Assignment – Every line of the following records that includes "models" should be copied.

....................

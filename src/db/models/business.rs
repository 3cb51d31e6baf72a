//! Business models and DTOs.

use serde::{Deserialize, Serialize};
use sqlx::FromRow;

use super::review::ReviewWithUser;
use crate::rating::RatingSummary;

#[derive(Debug, Clone, Serialize, Deserialize, FromRow)]
#[serde(rename_all = "camelCase")]
pub struct Business {
    pub id: String,
    pub name: String,
    pub description: String,
    pub category: String,
    pub location: String,
    pub image_url: Option<String>,
    pub created_at: String,
}

/// Business with its aggregated rating for list view
#[derive(Debug, Clone, Serialize, Deserialize)]
pub struct BusinessWithRating {
    #[serde(flatten)]
    pub business: Business,
    #[serde(flatten)]
    pub rating: RatingSummary,
}

/// Business with its approved reviews for detail view
#[derive(Debug, Clone, Serialize, Deserialize)]
pub struct BusinessDetail {
    #[serde(flatten)]
    pub business: Business,
    #[serde(flatten)]
    pub rating: RatingSummary,
    pub reviews: Vec<ReviewWithUser>,
}

/// Query parameters for `GET /api/businesses`
#[derive(Debug, Default, Deserialize)]
pub struct BusinessQuery {
    pub category: Option<String>,
    pub search: Option<String>,
}

impl BusinessQuery {
    /// Category filter, with empty strings treated as absent
    pub fn category(&self) -> Option<&str> {
        self.category.as_deref().map(str::trim).filter(|c| !c.is_empty())
    }

    /// Lower-cased search term, with empty strings treated as absent
    pub fn search_term(&self) -> Option<String> {
        self.search
            .as_deref()
            .map(str::trim)
            .filter(|s| !s.is_empty())
            .map(str::to_lowercase)
    }
}

#[derive(Debug, Deserialize)]
#[serde(rename_all = "camelCase")]
pub struct CreateBusinessRequest {
    pub name: String,
    #[serde(default)]
    pub description: String,
    pub category: String,
    #[serde(default)]
    pub location: String,
    #[serde(default)]
    pub image_url: Option<String>,
}
//! Database models split into domain-specific modules.

pub mod business;
pub mod review;
pub mod user;

pub use business::*;
pub use review::*;
pub use user::*;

....................

Your solution –
filename src/db/models/business.rs
//! Business models and DTOs.
//! Database models split into domain-specific modules.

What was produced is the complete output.